For the first time, a massive internal document leak offers a glimpse into how search works — and there are inaccuracies between the documents and what Google has publicly stated about search in the past.

The 2,500-document leak was uncovered earlier this month by SEO practitioner and EA Eagle Digital founder Erfan Azimi, confirmed by SEO experts Rand Fishkin and Mike King on Monday, and publicly confirmed by Google on Wednesday.

Azimi said he had “no financial motives” for sharing the information. His main motive was to bring the truth to light, he explained.

Related topics: Google could charge for AI-powered search features

Although Google spokespeople have denied over the years that clicks are taken into account in rankings, the documents show that Google appears to have logged all clicks, including the time users spend on a website.

Google also seems to view subdomains separately from domains, which directly contradicts previous statements.

And another inaccuracy: Google has said that it does not consider a site's age when ranking and does not push new sites down, but the documents show that it does.

Fishkin summarized the key findings from the leak as follows:

  1. Google values ​​brand awareness and favors large, influential brands over small, independent brands – even if smaller brands have more expertise.
  2. Strong brands can achieve a good ranking on Google even with lower EEAT (experience, expertise, authority and trustworthiness).

“Google no longer rewards aggressive, clever, SEO-savvy operators who know all the right tricks,” Fishkin wrote. “They reward established brands, search-measurable forms of popularity, and established domains that searchers already know and click on.”

Related: Site traffic declining? Here are the big AI changes Google made to its search tool

According to Fishkin, the leak may have occurred when Google accidentally published the internal documents on Microsoft's own GitHub in March.
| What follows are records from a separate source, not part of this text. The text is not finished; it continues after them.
//! Order- and corruption-independence of the merge path.

use statmerge::{
    key::DEFAULT_SEPARATOR,
    operator::MergeOperator,
    registry::{DESCRIPTOR_COUNT, DESCRIPTOR_MINMAX},
    stat::builtin::{CountSerializer, CountStat, MinMaxSerializer, MinMaxStat},
    stat::{Stat, StatSerializer},
    MergeOperatorConfig, StatsMergeOperator,
};

fn operator() -> StatsMergeOperator {
    let mut config = MergeOperatorConfig::new(DEFAULT_SEPARATOR);
    config.insert("towers", DESCRIPTOR_COUNT);
    config.insert("sensors", DESCRIPTOR_MINMAX);
    StatsMergeOperator::from_config(&config)
}

fn merge(operator: &StatsMergeOperator, key: &[u8], values: &[Vec<u8>]) -> Vec<u8> {
    let refs: Vec<&[u8]> = values.iter().map(Vec::as_slice).collect();
    operator.merge(key, &refs).expect("merge")
}

fn decode_count(bytes: &[u8]) -> u64 {
    let stat = CountSerializer.decode(bytes).expect("count frame");
    stat.as_any().downcast_ref::<CountStat>().unwrap().value()
}

#[test]
fn every_permutation_folds_to_the_same_count() {
    let operator = operator();
    let counts = [5u64, 7, 3, 11, 2];
    let expected: u64 = counts.iter().sum();

    let mut values: Vec<Vec<u8>> = counts.iter().map(|n| CountStat::new(*n).encode()).collect();
    let mut rng = fastrand::Rng::with_seed(0x5eed);
    for _ in 0..32 {
        rng.shuffle(&mut values);
        let merged = merge(&operator, b"towers~k", &values);
        assert_eq!(decode_count(&merged), expected);
    }
}

#[test]
fn corrupt_value_at_any_position_changes_nothing() {
    let operator = operator();
    let clean: Vec<Vec<u8>> = [5u64, 7, 3].iter().map(|n| CountStat::new(*n).encode()).collect();
    let baseline = decode_count(&merge(&operator, b"towers~k", &clean));

    for position in 0..=clean.len() {
        let mut values = clean.clone();
        values.insert(position, b"corrupt".to_vec());
        let merged = merge(&operator, b"towers~k", &values);
        assert_eq!(decode_count(&merged), baseline, "corrupt at {position}");
    }
}

#[test]
fn truncated_frame_counts_as_corrupt() {
    let operator = operator();
    let mut truncated = CountStat::new(100).encode();
    truncated.truncate(truncated.len() - 2);
    let values = vec![CountStat::new(5).encode(), truncated, CountStat::new(7).encode()];
    let merged = merge(&operator, b"towers~k", &values);
    assert_eq!(decode_count(&merged), 12);
}

#[test]
fn all_corrupt_returns_first_value_byte_for_byte() {
    let operator = operator();
    let values = vec![b"first-junk".to_vec(), b"second-junk".to_vec()];
    let merged = merge(&operator, b"towers~k", &values);
    assert_eq!(merged, b"first-junk");
}

#[test]
fn minmax_is_permutation_independent_too() {
    let operator = operator();
    let observations = [3i64, -5, 42, 0, 17, -1];
    let mut values: Vec<Vec<u8>> = observations
        .iter()
        .map(|v| MinMaxStat::of(*v).encode())
        .collect();
    let mut rng = fastrand::Rng::with_seed(0xfeed);
    for _ in 0..16 {
        rng.shuffle(&mut values);
        let merged = merge(&operator, b"sensors~site", &values);
        let stat = MinMaxSerializer.decode(&merged).expect("minmax frame");
        let stat = stat.as_any().downcast_ref::<MinMaxStat>().unwrap();
        assert_eq!((stat.min(), stat.max()), (-5, 42));
    }
}

#[test]
fn towers_scenario_counts_to_fifteen() {
    // Key K holds 5, 7, an undecodable blob, then 3: the merge yields 15.
    let operator = operator();
    let values = vec![
        CountStat::new(5).encode(),
        CountStat::new(7).encode(),
        vec![0xde, 0xad, 0xbe, 0xef],
        CountStat::new(3).encode(),
    ];
    let merged = merge(&operator, b"towers~K", &values);
    assert_eq!(decode_count(&merged), 15);
}
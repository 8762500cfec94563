//! Row-key decoding: resolving the dataset that owns a row.
//!
//! Two encodings coexist so older tables can migrate online without a data
//! rewrite. The primary encoding prefixes the key with the dataset id and a
//! single-byte separator; the legacy encoding is a fixed metadata tag
//! followed by `_<dataset id>`. Decoding tries the primary form first and
//! falls back to the legacy form.

use thiserror::Error;

/// Tag prefixing legacy metadata rows (`~METADATA_<dataset id>`).
pub const LEGACY_METADATA_TAG: &str = "~METADATA";

/// Default separator between the dataset id token and the key remainder.
pub const DEFAULT_SEPARATOR: u8 = b'~';

/// A row key resolved to its owning dataset.
#[derive(Debug, Clone, Copy, PartialEq, Eq)]
pub enum DatasetKey<'k> {
    /// Primary encoding: `<dataset id><separator><remainder>`.
    Primary {
        /// The dataset id token preceding the separator.
        dataset_id: &'k str,
        /// Key bytes following the separator.
        remainder: &'k [u8],
    },
    /// Legacy fixed-tag encoding: `~METADATA_<dataset id>`.
    LegacyTag {
        /// The dataset id following the metadata tag.
        dataset_id: &'k str,
    },
}

impl<'k> DatasetKey<'k> {
    /// The dataset id this key belongs to, whichever encoding matched.
    pub fn dataset_id(&self) -> &'k str {
        match self {
            DatasetKey::Primary { dataset_id, .. } => dataset_id,
            DatasetKey::LegacyTag { dataset_id } => dataset_id,
        }
    }
}

/// Error resolving a row key to a dataset.
#[derive(Debug, Error)]
pub enum KeyDecodeError {
    /// Neither the primary nor the legacy encoding matched.
    #[error("row key matches neither `<dataset>{separator}...` nor `{LEGACY_METADATA_TAG}_<dataset>`")]
    Unresolvable {
        /// The separator the primary decode was attempted with.
        separator: char,
    },
}

/// Resolve the dataset id of `row_key`, trying the primary encoding first
/// and the legacy tag second.
pub fn decode_dataset(row_key: &[u8], separator: u8) -> Result<DatasetKey<'_>, KeyDecodeError> {
    if let Some(key) = decode_primary(row_key, separator) {
        return Ok(key);
    }
    if let Some(key) = decode_legacy(row_key) {
        return Ok(key);
    }
    Err(KeyDecodeError::Unresolvable {
        separator: separator as char,
    })
}

/// `<dataset id><separator><remainder>`, id non-empty UTF-8.
fn decode_primary(row_key: &[u8], separator: u8) -> Option<DatasetKey<'_>> {
    let pos = row_key.iter().position(|byte| *byte == separator)?;
    if pos == 0 {
        return None;
    }
    let dataset_id = std::str::from_utf8(&row_key[..pos]).ok()?;
    Some(DatasetKey::Primary {
        dataset_id,
        remainder: &row_key[pos + 1..],
    })
}

/// `~METADATA_<dataset id>`, id non-empty UTF-8 to the end of the key.
fn decode_legacy(row_key: &[u8]) -> Option<DatasetKey<'_>> {
    let rest = row_key.strip_prefix(LEGACY_METADATA_TAG.as_bytes())?;
    let rest = rest.strip_prefix(b"_")?;
    if rest.is_empty() {
        return None;
    }
    let dataset_id = std::str::from_utf8(rest).ok()?;
    Some(DatasetKey::LegacyTag { dataset_id })
}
“We want to caution against making inaccurate assumptions about search based on out-of-context, outdated, or incomplete information,” Google spokesperson Davis Thompson said in a statement to The Verge on Wednesday. “We've shared extensive information about how search works and the factors our systems consider, while working to protect the integrity of our results from tampering.”

Google made publicly available changes to search earlier this month, including a new AI overview section at the top of search results. The move has led to inaccurate answers that have since gone viral on social media, including a post that asked users to make pizza sauce with glue.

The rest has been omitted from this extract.